Your Performance Score may change due to any combinations of the above mentioned reasons, which can accumulate and contribute to a slow loading webpage.

Additionally, there may be other reasons like performance variance on our servers, which may occasionally produce different results for your page.

Note that we’ve worked hard to ensure a consistent performance benchmark on our server and this problem should be minimized; however, for the sake of transparency, this problem may exist.



How Much Fluctuation is Acceptable?

In general, your Performance Score should not drastically change between tests.

If you see a big dip in your Performance metrics, it may indicate a major performance-related issue that needs to be addressed.

For example, a third-party service may take too long to load.

A dip in your history graph indicates an anomaly that should be investigated.

If your Performance Score, however, only changes mildly between tests, don’t worry. These changes are likely due to the nature of the internet and small fluctuations are to be expected.
Spiky but stable graphs are generally normal and reflect varying network/internet conditions.

It is important to establish a performance benchmark for your webpage over time.

Only if you see a consistently worse Performance Score or a large spike in comparison to the established benchmark, should it be considered abnormal.


Changing Analysis Options Will Change GTmetrix Test Results

Always remember that changing certain GTmetrix Analysis Options will yield different results, which is to be expected.

If you’re testing or monitoring using one set of Device/Connection/Location options, and you want to change those options, don’t make the changes on the same report.

It is recommended to start separate tests or monitoring cycles so that your results aren’t contaminated.

Test and monitor sites with different Analysis Options separately to ensure consistent and comparable results within reports.

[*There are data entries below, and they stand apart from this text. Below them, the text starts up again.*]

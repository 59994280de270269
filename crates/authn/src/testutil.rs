//! Shared test utilities for verification testing.
//!
//! This module provides helpers for generating RSA key pairs, building JWKS
//! documents, signing test tokens, crafting raw tokens (for malformed-input
//! testing), and stub [`KeySetSource`] implementations. It is feature-gated
//! behind `testutil` to prevent leaking into production builds.
//!
//! # Usage
//!
//! In integration tests, enable the feature in `Cargo.toml`:
//!
//! ```toml
//! [dev-dependencies]
//! schema-api-authn = { path = "../authn", features = ["testutil"] }
//! ```

use std::sync::{
    OnceLock,
    atomic::{AtomicUsize, Ordering},
};

use async_trait::async_trait;
use base64::{Engine, engine::general_purpose::URL_SAFE_NO_PAD};
use chrono::Utc;
use jsonwebtoken::{Algorithm, EncodingKey, Header, jwk::JwkSet};
use rsa::{RsaPrivateKey, pkcs1::EncodeRsaPrivateKey, traits::PublicKeyParts};
use serde_json::json;

use crate::{error::AuthError, jwks::KeySetSource};

/// An RSA key pair usable both for signing test tokens and for publishing
/// the matching public key in a JWKS document.
pub struct TestKeyPair {
    encoding_key: EncodingKey,
    /// Public modulus, base64url without padding.
    n: String,
    /// Public exponent, base64url without padding.
    e: String,
}

impl TestKeyPair {
    /// Generates a fresh RSA-2048 key pair.
    ///
    /// Key generation is slow; prefer [`shared_keypair`] unless the test
    /// needs a second, non-matching key.
    ///
    /// # Panics
    ///
    /// Panics if key generation or encoding fails.
    #[must_use]
    pub fn generate() -> Self {
        let mut rng = rand::thread_rng();
        let private = RsaPrivateKey::new(&mut rng, 2048).expect("generate RSA key");
        let der = private.to_pkcs1_der().expect("encode RSA key");
        let n = URL_SAFE_NO_PAD.encode(private.n().to_bytes_be());
        let e = URL_SAFE_NO_PAD.encode(private.e().to_bytes_be());
        Self { encoding_key: EncodingKey::from_rsa_der(der.as_bytes()), n, e }
    }

    /// Builds a JWKS document containing this key pair's public key under
    /// the given `kid`.
    ///
    /// # Panics
    ///
    /// Panics if the document fails to deserialize (should not happen with
    /// valid inputs).
    #[must_use]
    pub fn key_set(&self, kid: &str) -> JwkSet {
        serde_json::from_value(json!({
            "keys": [{
                "kty": "RSA",
                "use": "sig",
                "alg": "RS256",
                "kid": kid,
                "n": self.n,
                "e": self.e,
            }]
        }))
        .expect("valid JWKS document")
    }

    /// Signs a token with arbitrary claims.
    ///
    /// The `kid` header is set so the verifier can look up the matching
    /// public key.
    ///
    /// # Panics
    ///
    /// Panics if encoding fails (should not happen with valid inputs).
    #[must_use]
    pub fn signed_token_with_claims(&self, kid: &str, claims: &serde_json::Value) -> String {
        let mut header = Header::new(Algorithm::RS256);
        header.kid = Some(kid.to_owned());
        jsonwebtoken::encode(&header, claims, &self.encoding_key)
            .expect("failed to encode test token")
    }

    /// Signs a token with standard claims, expiring in 1 hour.
    #[must_use]
    pub fn signed_token(&self, kid: &str, issuer: &str) -> String {
        let now = Utc::now().timestamp();
        self.signed_token_with_exp(kid, issuer, now + 3600)
    }

    /// Signs a token with standard claims and an explicit expiry.
    ///
    /// Note the verifier applies the default clock leeway (60 seconds), so
    /// an "expired" token should be expired by well over a minute.
    #[must_use]
    pub fn signed_token_with_exp(&self, kid: &str, issuer: &str, exp: i64) -> String {
        let claims = json!({
            "iss": issuer,
            "sub": "user_test123",
            "exp": exp,
            "iat": Utc::now().timestamp(),
            "org_id": "acct_test123",
            "email": "test@example.com",
        });
        self.signed_token_with_claims(kid, &claims)
    }
}

/// Returns a process-wide shared key pair.
///
/// RSA key generation takes noticeable time; most tests can share one pair.
pub fn shared_keypair() -> &'static TestKeyPair {
    static KEYPAIR: OnceLock<TestKeyPair> = OnceLock::new();
    KEYPAIR.get_or_init(TestKeyPair::generate)
}

/// Creates a raw token string from arbitrary header and payload JSON.
///
/// The resulting token has the structure `{header_b64}.{payload_b64}.` with
/// an empty signature. This is useful for testing rejection of malformed or
/// attack tokens (e.g., `alg: "none"`, missing `kid`).
///
/// # Panics
///
/// Panics if JSON serialization fails.
#[must_use]
pub fn craft_raw_token(
    header_json: &serde_json::Value,
    payload_json: &serde_json::Value,
) -> String {
    let header_b64 = URL_SAFE_NO_PAD.encode(serde_json::to_vec(header_json).expect("header json"));
    let payload_b64 =
        URL_SAFE_NO_PAD.encode(serde_json::to_vec(payload_json).expect("payload json"));
    format!("{header_b64}.{payload_b64}.")
}

/// A [`KeySetSource`] that serves a fixed key set and counts fetches.
pub struct StaticKeySetSource {
    keys: JwkSet,
    fetches: AtomicUsize,
}

impl StaticKeySetSource {
    /// Creates a source serving the given key set.
    #[must_use]
    pub fn new(keys: JwkSet) -> Self {
        Self { keys, fetches: AtomicUsize::new(0) }
    }

    /// Number of times [`fetch`](KeySetSource::fetch) has been called.
    #[must_use]
    pub fn fetch_count(&self) -> usize {
        self.fetches.load(Ordering::SeqCst)
    }
}

#[async_trait]
impl KeySetSource for StaticKeySetSource {
    async fn fetch(&self) -> Result<JwkSet, AuthError> {
        self.fetches.fetch_add(1, Ordering::SeqCst);
        Ok(self.keys.clone())
    }
}

/// A [`KeySetSource`] whose fetches always fail.
pub struct FailingKeySetSource;

#[async_trait]
impl KeySetSource for FailingKeySetSource {
    async fn fetch(&self) -> Result<JwkSet, AuthError> {
        Err(AuthError::jwks_unavailable("key source offline"))
    }
}

/// Asserts that a `Result<T, AuthError>` is an `Err` matching the given
/// [`AuthError`] variant.
///
/// On failure, prints the expected variant and the actual result.
#[macro_export]
macro_rules! assert_auth_error {
    ($result:expr, $variant:ident) => {
        assert!(
            matches!($result, Err($crate::error::AuthError::$variant { .. })),
            "expected AuthError::{}, got: {:?}",
            stringify!($variant),
            $result,
        );
    };
}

For example, if you’ve been monitoring your page on a Broadband Fast connection in Vancouver, Canada, and you want to monitor the page on a Broadband connection in Sao Paulo, Brazil – start a new test from the Dashboard with the desired Analysis Options so that you can track their performance separately.



Some Fluctuation is Normal – Don’t Worry!

In summary, remember that some fluctuation is normal and is to be expected, given the nature of the internet. These may signify an underlying performance issue, further exacerbated by the above-mentioned factors.

These underlying issues may be difficult to debug and thus optimization efforts to smooth out these fluctuations may not be worthwhile depending on your performance goals/budget.

However, if you are seeing a consistently higher-than-expected fluctuation, you should investigate your website and/or hosting configuration for performance-related issues.

A consistent, upward trend in your Performance Score metrics should be investigated.

Monitoring your page to establish a general benchmark for web performance and comparing your results frequently can help you address one-off spikes/dips and spot differences in trends, with respect to your Performance Score.